_Task requirements_.
The answer should be each line from the entries below that has the word "contents" in it.

Source data:
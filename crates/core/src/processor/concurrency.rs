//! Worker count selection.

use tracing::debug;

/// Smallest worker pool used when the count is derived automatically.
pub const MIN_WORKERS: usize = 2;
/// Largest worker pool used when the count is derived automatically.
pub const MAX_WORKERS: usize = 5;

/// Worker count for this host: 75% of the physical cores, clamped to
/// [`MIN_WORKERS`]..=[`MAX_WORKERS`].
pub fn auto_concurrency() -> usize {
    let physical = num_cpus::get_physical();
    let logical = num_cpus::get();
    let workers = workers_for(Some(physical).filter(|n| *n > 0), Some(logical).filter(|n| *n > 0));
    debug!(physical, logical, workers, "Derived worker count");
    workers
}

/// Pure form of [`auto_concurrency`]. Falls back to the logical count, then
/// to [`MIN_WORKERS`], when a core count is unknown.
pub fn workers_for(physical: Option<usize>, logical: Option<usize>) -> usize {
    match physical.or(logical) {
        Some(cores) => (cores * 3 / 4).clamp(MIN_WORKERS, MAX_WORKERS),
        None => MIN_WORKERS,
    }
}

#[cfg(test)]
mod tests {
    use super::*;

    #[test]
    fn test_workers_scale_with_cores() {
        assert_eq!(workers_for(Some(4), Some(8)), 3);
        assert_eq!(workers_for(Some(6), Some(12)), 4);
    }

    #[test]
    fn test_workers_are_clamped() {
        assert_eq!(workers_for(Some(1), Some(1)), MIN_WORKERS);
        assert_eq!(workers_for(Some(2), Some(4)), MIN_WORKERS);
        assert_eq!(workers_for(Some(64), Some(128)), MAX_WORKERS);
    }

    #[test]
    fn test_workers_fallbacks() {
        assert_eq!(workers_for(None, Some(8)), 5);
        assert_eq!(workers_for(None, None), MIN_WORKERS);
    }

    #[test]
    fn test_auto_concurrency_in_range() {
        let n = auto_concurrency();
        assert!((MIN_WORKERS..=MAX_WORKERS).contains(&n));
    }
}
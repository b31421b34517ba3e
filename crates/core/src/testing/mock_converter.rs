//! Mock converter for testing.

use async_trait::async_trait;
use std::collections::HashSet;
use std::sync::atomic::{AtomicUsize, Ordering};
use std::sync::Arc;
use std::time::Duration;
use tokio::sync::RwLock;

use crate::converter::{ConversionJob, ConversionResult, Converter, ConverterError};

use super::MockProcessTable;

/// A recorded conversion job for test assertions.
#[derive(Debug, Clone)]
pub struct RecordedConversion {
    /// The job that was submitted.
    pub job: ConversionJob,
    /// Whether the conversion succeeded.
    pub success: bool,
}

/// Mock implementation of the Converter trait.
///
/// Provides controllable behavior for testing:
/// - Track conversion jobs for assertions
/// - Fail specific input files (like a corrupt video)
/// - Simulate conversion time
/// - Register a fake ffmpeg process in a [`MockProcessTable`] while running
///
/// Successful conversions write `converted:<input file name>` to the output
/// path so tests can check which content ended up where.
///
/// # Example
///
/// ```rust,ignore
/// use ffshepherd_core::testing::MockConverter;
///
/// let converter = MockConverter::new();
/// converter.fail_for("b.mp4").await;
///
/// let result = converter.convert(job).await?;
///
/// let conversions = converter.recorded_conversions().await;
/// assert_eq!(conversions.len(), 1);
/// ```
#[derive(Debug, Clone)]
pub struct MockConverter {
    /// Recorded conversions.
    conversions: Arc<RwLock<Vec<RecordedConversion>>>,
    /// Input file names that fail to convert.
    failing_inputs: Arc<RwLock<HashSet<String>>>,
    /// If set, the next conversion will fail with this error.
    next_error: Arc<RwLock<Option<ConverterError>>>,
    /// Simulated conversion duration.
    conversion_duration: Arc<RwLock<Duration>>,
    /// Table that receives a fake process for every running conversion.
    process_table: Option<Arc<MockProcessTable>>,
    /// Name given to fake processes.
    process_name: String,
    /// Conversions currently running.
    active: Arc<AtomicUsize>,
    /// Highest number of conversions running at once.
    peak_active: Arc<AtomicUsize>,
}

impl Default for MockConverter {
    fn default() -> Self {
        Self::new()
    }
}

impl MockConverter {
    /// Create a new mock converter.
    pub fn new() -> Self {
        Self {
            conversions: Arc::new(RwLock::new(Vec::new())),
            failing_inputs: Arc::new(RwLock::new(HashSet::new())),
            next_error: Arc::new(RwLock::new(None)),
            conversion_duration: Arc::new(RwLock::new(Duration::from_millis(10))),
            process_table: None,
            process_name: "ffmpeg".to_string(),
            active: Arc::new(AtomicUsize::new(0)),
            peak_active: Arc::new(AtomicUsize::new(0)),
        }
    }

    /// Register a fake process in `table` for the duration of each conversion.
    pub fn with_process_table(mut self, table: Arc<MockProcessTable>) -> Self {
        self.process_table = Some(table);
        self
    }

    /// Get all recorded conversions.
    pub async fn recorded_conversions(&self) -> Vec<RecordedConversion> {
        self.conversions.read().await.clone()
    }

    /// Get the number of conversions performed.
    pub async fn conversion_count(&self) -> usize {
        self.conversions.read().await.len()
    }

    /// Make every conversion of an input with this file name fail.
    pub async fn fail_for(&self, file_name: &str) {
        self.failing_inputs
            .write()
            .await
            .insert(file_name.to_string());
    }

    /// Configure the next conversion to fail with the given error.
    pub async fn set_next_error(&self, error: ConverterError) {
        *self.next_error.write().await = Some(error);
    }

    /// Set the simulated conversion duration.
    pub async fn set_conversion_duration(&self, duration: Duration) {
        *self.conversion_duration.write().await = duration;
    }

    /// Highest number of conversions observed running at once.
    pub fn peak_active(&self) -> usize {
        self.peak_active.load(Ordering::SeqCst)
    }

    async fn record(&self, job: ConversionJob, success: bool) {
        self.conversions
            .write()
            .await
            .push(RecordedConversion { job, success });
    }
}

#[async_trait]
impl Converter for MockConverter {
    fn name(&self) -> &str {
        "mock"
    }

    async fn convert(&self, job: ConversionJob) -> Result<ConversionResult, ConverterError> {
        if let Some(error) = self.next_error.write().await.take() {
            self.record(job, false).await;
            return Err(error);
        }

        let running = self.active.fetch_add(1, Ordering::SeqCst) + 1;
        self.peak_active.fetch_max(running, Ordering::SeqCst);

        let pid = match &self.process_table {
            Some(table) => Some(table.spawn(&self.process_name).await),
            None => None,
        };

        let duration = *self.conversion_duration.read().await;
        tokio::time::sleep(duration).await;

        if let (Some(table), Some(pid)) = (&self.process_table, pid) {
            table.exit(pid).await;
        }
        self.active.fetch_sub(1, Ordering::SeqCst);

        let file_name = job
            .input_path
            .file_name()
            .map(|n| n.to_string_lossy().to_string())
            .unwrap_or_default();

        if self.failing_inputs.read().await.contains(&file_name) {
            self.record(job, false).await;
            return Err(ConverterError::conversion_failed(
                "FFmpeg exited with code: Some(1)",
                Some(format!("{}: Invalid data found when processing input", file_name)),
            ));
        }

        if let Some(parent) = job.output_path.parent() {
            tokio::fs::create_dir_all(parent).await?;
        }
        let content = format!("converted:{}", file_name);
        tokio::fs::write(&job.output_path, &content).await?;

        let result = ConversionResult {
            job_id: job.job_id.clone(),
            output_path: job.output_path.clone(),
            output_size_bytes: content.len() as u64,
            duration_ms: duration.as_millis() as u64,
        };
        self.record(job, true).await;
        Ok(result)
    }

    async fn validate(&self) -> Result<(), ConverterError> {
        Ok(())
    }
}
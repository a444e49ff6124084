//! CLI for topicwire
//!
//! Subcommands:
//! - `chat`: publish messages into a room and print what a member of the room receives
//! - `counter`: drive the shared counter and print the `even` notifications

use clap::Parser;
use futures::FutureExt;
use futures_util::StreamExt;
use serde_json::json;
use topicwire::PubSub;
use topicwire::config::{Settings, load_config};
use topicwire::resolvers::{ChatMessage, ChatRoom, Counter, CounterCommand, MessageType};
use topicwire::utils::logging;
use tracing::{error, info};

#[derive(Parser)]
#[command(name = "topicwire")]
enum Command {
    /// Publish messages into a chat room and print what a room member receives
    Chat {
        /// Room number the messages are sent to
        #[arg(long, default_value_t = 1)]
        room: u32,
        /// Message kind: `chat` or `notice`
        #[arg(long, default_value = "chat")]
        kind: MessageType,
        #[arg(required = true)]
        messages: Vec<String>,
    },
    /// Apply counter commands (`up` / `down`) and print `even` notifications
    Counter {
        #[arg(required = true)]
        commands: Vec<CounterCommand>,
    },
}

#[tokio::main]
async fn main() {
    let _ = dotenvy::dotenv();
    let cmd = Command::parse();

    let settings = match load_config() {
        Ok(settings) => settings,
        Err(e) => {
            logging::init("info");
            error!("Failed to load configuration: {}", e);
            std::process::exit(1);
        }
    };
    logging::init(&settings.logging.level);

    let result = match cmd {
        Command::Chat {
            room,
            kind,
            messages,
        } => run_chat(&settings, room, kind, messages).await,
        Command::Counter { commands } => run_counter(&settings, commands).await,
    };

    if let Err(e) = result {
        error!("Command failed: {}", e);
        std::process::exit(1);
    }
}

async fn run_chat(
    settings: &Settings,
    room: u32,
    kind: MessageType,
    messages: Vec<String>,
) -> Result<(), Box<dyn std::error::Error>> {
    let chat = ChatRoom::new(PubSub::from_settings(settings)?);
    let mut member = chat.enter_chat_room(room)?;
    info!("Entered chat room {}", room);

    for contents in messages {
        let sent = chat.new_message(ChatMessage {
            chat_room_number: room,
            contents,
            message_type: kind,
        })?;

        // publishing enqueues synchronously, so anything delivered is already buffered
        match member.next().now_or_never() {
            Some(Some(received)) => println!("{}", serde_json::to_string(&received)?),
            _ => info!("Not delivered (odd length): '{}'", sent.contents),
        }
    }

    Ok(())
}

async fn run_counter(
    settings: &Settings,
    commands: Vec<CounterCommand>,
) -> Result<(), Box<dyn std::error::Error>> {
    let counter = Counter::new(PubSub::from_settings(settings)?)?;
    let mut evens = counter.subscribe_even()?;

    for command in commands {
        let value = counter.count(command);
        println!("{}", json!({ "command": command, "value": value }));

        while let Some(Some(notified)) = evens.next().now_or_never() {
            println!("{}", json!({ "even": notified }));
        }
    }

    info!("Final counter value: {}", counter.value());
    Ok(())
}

_Exercise answer_.
    for contents in messages {
            contents,
            _ => info!("Not delivered (odd length): '{}'", sent.contents),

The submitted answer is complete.